Even in discourses on homosexuality, there is male dominance. Gay sex takes precedence. Lesbian sex becomes shrouded in mystery, and perhaps invisibilised. Perhaps lesbian sex is just a myth, not a reality that society is willing to accept.

Is the real woman a myth?

Patriarchy may be the heaps of mud piled upon the people and things we observe and experience, adding layers of meaning framed accordingly to how it sees it.

Then again, patriarchy may be the reason why the mud is there is the first place to be piled upon the people and things we were about to observe and experience.

Then again, what if people and things didn’t exist at all, but we believe them to exist, no thanks to the mud.

Patriarchy is so ingrained into our consciousness that attempts to subvert it often lead to a reliance on its binary opposite. What if its binary opposite is a mere creation of patriarchy itself?
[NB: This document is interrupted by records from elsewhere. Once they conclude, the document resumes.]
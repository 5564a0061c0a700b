//! Extract implied volatility from option prices.
//!
//! Shows how to:
//!   - Price an option with Black-Scholes
//!   - Invert the price with the bracketed Newton/Brent solver
//!   - Verify round-trip accuracy
//!   - Recognise prices outside the no-arbitrage band
//!
//! Run with: `cargo run --example implied_vol`

use volslice::implied::{BlackImpliedVol, DEFAULT_INITIAL_GUESS, DEFAULT_IV_TOLERANCE};
use volslice::{BlackScholes, OptionQuote, OptionType, PricingOracle, solve_implied_volatility};

fn main() -> Result<(), Box<dyn std::error::Error>> {
    let spot = 100.0;
    let strike = 105.0;
    let rate = 0.03;
    let dividend_yield = 0.01;
    let expiry = 0.5; // 6 months
    let vol = 0.25; // 25% implied vol

    // ---------------------------------------------------------------
    // 1. Price a call and a put
    // ---------------------------------------------------------------

    let call = OptionQuote::new(spot, strike, rate, dividend_yield, expiry, OptionType::Call);
    let put = OptionQuote { option_type: OptionType::Put, ..call };
    call.validate()?;

    let call_price = BlackScholes.price(&call, vol);
    let put_price = BlackScholes.price(&put, vol);

    println!("Black-Scholes pricing");
    println!("  Spot:    {spot}");
    println!("  Forward: {:.6}", call.forward());
    println!("  Strike:  {strike}");
    println!("  Expiry:  {expiry}y");
    println!("  Vol:     {:.0}%", vol * 100.0);
    println!();
    println!("  Call price: {call_price:.6}");
    println!("  Put price:  {put_price:.6}");
    println!(
        "  Put-call parity check: C - P = {:.6}, Se^(-qT) - Ke^(-rT) = {:.6}",
        call_price - put_price,
        spot * call.carry_discount() - strike * call.rate_discount()
    );

    // ---------------------------------------------------------------
    // 2. Extract implied vol from the prices
    // ---------------------------------------------------------------

    let solver: BlackImpliedVol = BlackImpliedVol::default();
    let iv_call = solver.solve_iv(&call, call_price, DEFAULT_INITIAL_GUESS, DEFAULT_IV_TOLERANCE);
    let iv_put = solver.solve_iv(&put, put_price, DEFAULT_INITIAL_GUESS, DEFAULT_IV_TOLERANCE);

    println!("\nImplied vol extraction");
    println!(
        "  From call: {:.12} ({} Newton, {} Brent)",
        iv_call.vol.0, iv_call.newton_iterations, iv_call.fallback_iterations
    );
    println!(
        "  From put:  {:.12} ({} Newton, {} Brent)",
        iv_put.vol.0, iv_put.newton_iterations, iv_put.fallback_iterations
    );
    println!("  Input vol: {vol:.12}");

    // ---------------------------------------------------------------
    // 3. Round-trip accuracy
    // ---------------------------------------------------------------

    let call_reprice = BlackScholes.price(&call, iv_call.vol.0);
    println!("\nRound-trip accuracy");
    println!("  Original price:  {call_price:.15}");
    println!("  Repriced:        {call_reprice:.15}");
    println!("  Error:           {:.2e}", (call_price - call_reprice).abs());

    // ---------------------------------------------------------------
    // 4. Scan across strikes
    // ---------------------------------------------------------------

    println!("\n--- IV extraction across strikes ---\n");
    println!("{:>8} {:>12} {:>12} {:>14}", "Strike", "Call Price", "IV", "Round-trip err");
    println!("{}", "-".repeat(50));

    for k in [60.0, 80.0, 90.0, 100.0, 110.0, 120.0, 160.0] {
        let quote = OptionQuote { strike: k, ..call };
        let price = BlackScholes.price(&quote, vol);
        let iv = solve_implied_volatility(
            spot,
            k,
            rate,
            dividend_yield,
            expiry,
            price,
            OptionType::Call,
            DEFAULT_INITIAL_GUESS,
            DEFAULT_IV_TOLERANCE,
        );
        let err = (price - BlackScholes.price(&quote, iv.vol.0)).abs();
        println!("{k:>8.0} {price:>12.6} {:>11.8}% {err:>14.2e}", iv.vol.0 * 100.0);
    }

    // ---------------------------------------------------------------
    // 5. Prices outside the no-arbitrage band
    // ---------------------------------------------------------------

    println!("\n--- Boundary prices ---\n");
    let intrinsic = call.discounted_intrinsic();
    let ceiling = call.price_ceiling();
    for (label, price) in [
        ("below intrinsic", intrinsic - 0.5),
        ("at intrinsic", intrinsic),
        ("above ceiling", ceiling + 1.0),
    ] {
        let iv = solver.solve_iv(&call, price, DEFAULT_INITIAL_GUESS, DEFAULT_IV_TOLERANCE);
        println!("  {label:<16} price={price:>9.4}  converged={}  vol={}", iv.converged, iv.vol.0);
    }

    Ok(())
}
Patriarchy has its own logic and based on its logic, decisions are made; and based on decisions made, lives are affected.

Patriarchy paves the way for hetero/sexism (both sexism and heterosexism). There is no negotiating with the hetero/sexist mind and logic, even if one exploited its inherent limitations, ironies and paradoxes. Even language is patriarchal.

You try to subvert it. People will think you are crazy and attempt to reinstitutionalise you.

If we are prisoners, who tells us we are prisoners and who keeps us in prison? I believe it’s our minds, which are programmed with the patriarchal inscriptions and ascriptions provided by the social and institutional mechanisms and domains we have long interacted with. How do you beat that?